Failure to deliver is acceptable, failure to commit is not. This is so common in the non-Agile world. I am going to be uncharacteristically honest here, this one made my blood run cold because I have seen and done this way too many times in the past. When you see it in black and white it makes you wonder why you didn’t do a better job of fighting it.
- Here’s how it goes…your manager or the SVP of sales calls up and says, “When will the product go GA?” You explain that you don’t know yet because of the unknowns and you’re told, “Just give me a date so I can close the deal, it doesn’t matter if it changes later”.
- True to their word, it is OK when the product does not ship on time. I’ve seen products (not mine) with a 1 year schedule ship two years late and no one be terribly surprised. A consequence of not understanding the minimally acceptable product? Of upfront over planning without understanding the unknowns? Of building activities not features so never ending up with something shippable? Of not understanding who the real user of the system was and their needs?
- Probably a combination of all of these…
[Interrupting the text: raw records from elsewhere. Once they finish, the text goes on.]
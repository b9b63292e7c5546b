//! Workload generation and the shared work queue
//!
//! Generation is pure (a `Vec<WorkItem>`) and separated from enqueueing so
//! the fast/slow mix can be tested without a runtime. The queue itself is a
//! pre-filled mpsc channel whose sender is dropped after filling: once the
//! queue drains, `recv()` resolves to `None` and idle workers exit instead
//! of blocking.

use rand::Rng;
use std::sync::Arc;
use tokio::sync::{mpsc, Mutex};

/// One unit of work: which endpoint variant to call
#[derive(Debug, Clone, Copy, PartialEq, Eq)]
pub enum WorkItem {
    /// Plain request against `/`
    Fast,
    /// Artificially slow request against `/sleep`
    Slow,
}

impl WorkItem {
    /// Target path for this item kind
    pub fn path(&self) -> &'static str {
        match self {
            WorkItem::Fast => "/",
            WorkItem::Slow => "/sleep",
        }
    }

    /// True for the slow variant
    pub fn is_slow(&self) -> bool {
        matches!(self, WorkItem::Slow)
    }
}

/// Queue handle shared by all workers
///
/// The mutex is only held for the duration of one `recv()`, which resolves
/// immediately because the channel is fully filled and closed before any
/// worker starts.
pub type WorkQueue = Arc<Mutex<mpsc::Receiver<WorkItem>>>;

/// Generate exactly `total` items, each independently slow with probability
/// `slow_ratio`
pub fn generate(total: usize, slow_ratio: f64) -> Vec<WorkItem> {
    let mut rng = rand::thread_rng();
    (0..total)
        .map(|_| {
            if rng.gen_bool(slow_ratio.clamp(0.0, 1.0)) {
                WorkItem::Slow
            } else {
                WorkItem::Fast
            }
        })
        .collect()
}

/// Enqueue all items into a closed FIFO queue ready for workers to drain
pub fn fill_queue(items: Vec<WorkItem>) -> WorkQueue {
    let (tx, rx) = mpsc::channel(items.len().max(1));
    for item in items {
        // Capacity equals the item count, so try_send cannot fail here.
        tx.try_send(item).expect("queue sized to hold all items");
    }
    drop(tx);
    Arc::new(Mutex::new(rx))
}

#[cfg(test)]
mod tests {
    use super::*;

    #[test]
    fn test_generate_exact_count() {
        for total in [0, 1, 7, 100] {
            assert_eq!(generate(total, 0.3).len(), total);
        }
    }

    #[test]
    fn test_generate_ratio_zero_all_fast() {
        assert!(generate(200, 0.0).iter().all(|i| *i == WorkItem::Fast));
    }

    #[test]
    fn test_generate_ratio_one_all_slow() {
        assert!(generate(200, 1.0).iter().all(|i| *i == WorkItem::Slow));
    }

    #[test]
    fn test_generate_ratio_statistical() {
        // Binomial(10_000, 0.3) has sigma ~46; a 10-sigma band will not flake.
        let items = generate(10_000, 0.3);
        let slow = items.iter().filter(|i| i.is_slow()).count();
        assert!((2540..=3460).contains(&slow), "slow count {slow} out of band");
    }

    #[test]
    fn test_item_paths() {
        assert_eq!(WorkItem::Fast.path(), "/");
        assert_eq!(WorkItem::Slow.path(), "/sleep");
    }

    #[tokio::test]
    async fn test_fill_queue_drains_exactly_once() {
        let queue = fill_queue(vec![WorkItem::Fast, WorkItem::Slow, WorkItem::Fast]);

        let mut drained = Vec::new();
        let mut rx = queue.lock().await;
        while let Some(item) = rx.recv().await {
            drained.push(item);
        }

        assert_eq!(
            drained,
            vec![WorkItem::Fast, WorkItem::Slow, WorkItem::Fast]
        );
        // Sender was dropped at fill time, so the channel stays closed.
        assert!(rx.recv().await.is_none());
    }

    #[tokio::test]
    async fn test_fill_queue_empty() {
        let queue = fill_queue(Vec::new());
        assert!(queue.lock().await.recv().await.is_none());
    }
}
This is only looking at the first section in Cohn’s book but it already points to the fact that in order to be successful with Agile you need to get buy-in (not just acceptance) from the entire company not just R&D – sales, senior management, marketing, etc. This is a change of mindset but one that truthfully embraces the pragmatic lessons learned from trying to use rigid planning and delivery techniques on a process that is so unpredictable.
In product management one of your new responsibilities it to communicate to the entire team what the customers looks like, what they are trying to achieve, what motivates them and makes them happy. I pretty much guarantee that if the engineering, marketing, tech pubs and especially QA teams do not understand the customer then they will not be able to code features effectively.